Venous thromboembolism (VTE), chronic venous disease (CVD), and venous leg ulceration (VLU) are clinical manifestations of a poorly functioning venous system. Though common, much is unknown of the pathophysiology and progression of these conditions. Metabolic phenotyping has been employed to explore mechanistic pathways involved in venous disease. A systematic literature review was performed: full text, primary research articles on the applications of nuclear magnetic resonance spectroscopy (NMR) and mass spectrometry (MS) in human participants and animals were included for qualitative synthesis. Seventeen studies applying metabolic phenotyping to venous disease were identified: six on CVD, two on VLU, and nine on VTE; both animal (n = 6) and human (n = 10) experimental designs were reported, with one study including both. NMR, MS, and MS imaging were employed to characterize serum, plasma, urine, wound fluid, and tissue.
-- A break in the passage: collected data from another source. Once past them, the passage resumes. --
//! # CMS Signed-Data Envelope
//!
//! The activation ticket is a DER `ContentInfo` wrapping CMS `SignedData`
//! (RFC 5652): the canonical ticket bytes as `id-data` encapsulated content,
//! one signer identified by issuer and serial number, SHA-256 digest,
//! sha256WithRSAEncryption over the signed attributes, and the signer's
//! certificate embedded.
//!
//! Signing is deterministic for a given key, certificate and content.

use actrec_core::CanonicalBytes;
use cms::builder::{SignedDataBuilder, SignerInfoBuilder};
use cms::cert::{CertificateChoices, IssuerAndSerialNumber};
use cms::content_info::ContentInfo;
use cms::signed_data::{EncapsulatedContentInfo, SignedData, SignerIdentifier, SignerInfo};
use const_oid::db::rfc5911::{ID_DATA, ID_SIGNED_DATA};
use const_oid::db::rfc5912::ID_SHA_256;
use const_oid::ObjectIdentifier;
use der::asn1::OctetString;
use der::{Any, Decode, Encode, Tag};
use rsa::pkcs1v15::{Signature, SigningKey};
use sha2::{Digest, Sha256};
use spki::AlgorithmIdentifierOwned;
use x509_cert::Certificate;

use crate::certificate::CertifiedKey;
use crate::error::CryptoError;
use crate::pkcs1::{public_key_from_certificate, verify_pkcs1_sha256};

/// `id-messageDigest` signed attribute (RFC 5652 §11.2).
const MESSAGE_DIGEST: ObjectIdentifier = ObjectIdentifier::new_unwrap("1.2.840.113549.1.9.4");

/// Sign `content` into a DER-encoded CMS `ContentInfo`.
pub fn sign_envelope(content: &CanonicalBytes, signer: &CertifiedKey) -> Result<Vec<u8>, CryptoError> {
    let signing = |e: &dyn std::fmt::Debug| CryptoError::Signing(format!("CMS: {e:?}"));

    let econtent = EncapsulatedContentInfo {
        econtent_type: ID_DATA,
        econtent: Some(Any::new(Tag::OctetString, content.as_bytes())?),
    };
    let digest_algorithm = AlgorithmIdentifierOwned {
        oid: ID_SHA_256,
        parameters: None,
    };
    let certificate = signer.certificate();
    let sid = SignerIdentifier::IssuerAndSerialNumber(IssuerAndSerialNumber {
        issuer: certificate.tbs_certificate.issuer.clone(),
        serial_number: certificate.tbs_certificate.serial_number.clone(),
    });

    let signing_key = signer.key().signer();
    let signer_info = SignerInfoBuilder::new(
        &signing_key,
        sid,
        digest_algorithm.clone(),
        &econtent,
        None,
    )
    .map_err(|e| signing(&e))?;

    let mut builder = SignedDataBuilder::new(&econtent);
    builder
        .add_digest_algorithm(digest_algorithm)
        .map_err(|e| signing(&e))?
        .add_certificate(CertificateChoices::Certificate(certificate.clone()))
        .map_err(|e| signing(&e))?
        .add_signer_info::<SigningKey<Sha256>, Signature>(signer_info)
        .map_err(|e| signing(&e))?;
    let content_info = builder.build().map_err(|e| signing(&e))?;

    Ok(content_info.to_der()?)
}

/// The parts of a decoded envelope.
#[derive(Debug, Clone)]
pub struct OpenedEnvelope {
    /// Encapsulated content bytes.
    pub content: Vec<u8>,
    /// Certificate of the single signer.
    pub signer_certificate: Certificate,
    signer_info: SignerInfo,
}

/// Decode an envelope without checking its signature.
pub fn open_envelope(der: &[u8]) -> Result<OpenedEnvelope, CryptoError> {
    let content_info = ContentInfo::from_der(der)?;
    if content_info.content_type != ID_SIGNED_DATA {
        return Err(CryptoError::VerificationFailed(format!(
            "content type {} is not signed-data",
            content_info.content_type
        )));
    }
    let signed_data: SignedData = content_info.content.decode_as()?;

    let content = match &signed_data.encap_content_info.econtent {
        Some(econtent) => econtent.decode_as::<OctetString>()?.into_bytes(),
        None => {
            return Err(CryptoError::VerificationFailed(
                "envelope has no encapsulated content".into(),
            ))
        }
    };

    let mut signer_infos = signed_data.signer_infos.0.iter();
    let signer_info = match (signer_infos.next(), signer_infos.next()) {
        (Some(info), None) => info.clone(),
        _ => {
            return Err(CryptoError::VerificationFailed(
                "envelope must have exactly one signer".into(),
            ))
        }
    };

    let SignerIdentifier::IssuerAndSerialNumber(sid) = &signer_info.sid else {
        return Err(CryptoError::VerificationFailed(
            "signer is not identified by issuer and serial number".into(),
        ));
    };
    let signer_certificate = signed_data
        .certificates
        .iter()
        .flat_map(|set| set.0.iter())
        .find_map(|choice| match choice {
            CertificateChoices::Certificate(cert)
                if cert.tbs_certificate.issuer == sid.issuer
                    && cert.tbs_certificate.serial_number == sid.serial_number =>
            {
                Some(cert.clone())
            }
            _ => None,
        })
        .ok_or_else(|| {
            CryptoError::VerificationFailed("signer certificate not embedded".into())
        })?;

    Ok(OpenedEnvelope {
        content,
        signer_certificate,
        signer_info,
    })
}

/// Decode an envelope and verify its signer's signature and message digest.
pub fn verify_envelope(der: &[u8]) -> Result<OpenedEnvelope, CryptoError> {
    let opened = open_envelope(der)?;
    let signed_attrs = opened.signer_info.signed_attrs.as_ref().ok_or_else(|| {
        CryptoError::VerificationFailed("signer has no signed attributes".into())
    })?;

    let digest = signed_attrs
        .iter()
        .find(|attr| attr.oid == MESSAGE_DIGEST)
        .and_then(|attr| attr.values.iter().next())
        .ok_or_else(|| CryptoError::VerificationFailed("message digest missing".into()))?
        .decode_as::<OctetString>()?;
    if digest.as_bytes() != Sha256::digest(&opened.content).as_slice() {
        return Err(CryptoError::VerificationFailed(
            "message digest does not match content".into(),
        ));
    }

    let public_key = public_key_from_certificate(&opened.signer_certificate)?;
    verify_pkcs1_sha256(
        &public_key,
        &signed_attrs.to_der()?,
        opened.signer_info.signature.as_bytes(),
    )?;
    Ok(opened)
}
Metabolites found to be upregulated in CVD included lipids, branched chain amino acids (BCAA), glutamate, taurine, lactate, and myo-inositol identified in vein tissue. Upregulated metabolites in VLU included lactate, BCAA, lysine, 3-hydroxybutyrate, and glutamate identified in wound fluid and ulcer biopsies. VTE cases were associated with reduced carnitine levels, upregulated aromatic amino acids, 3-hydroxybutyrate, BCAA, and lipids in plasma, serum, thrombus, and vein wall; kynurenine and tricarboxylic acid pathway dysfunction were reported. Future research should focus on targeted studies with internal and external validation.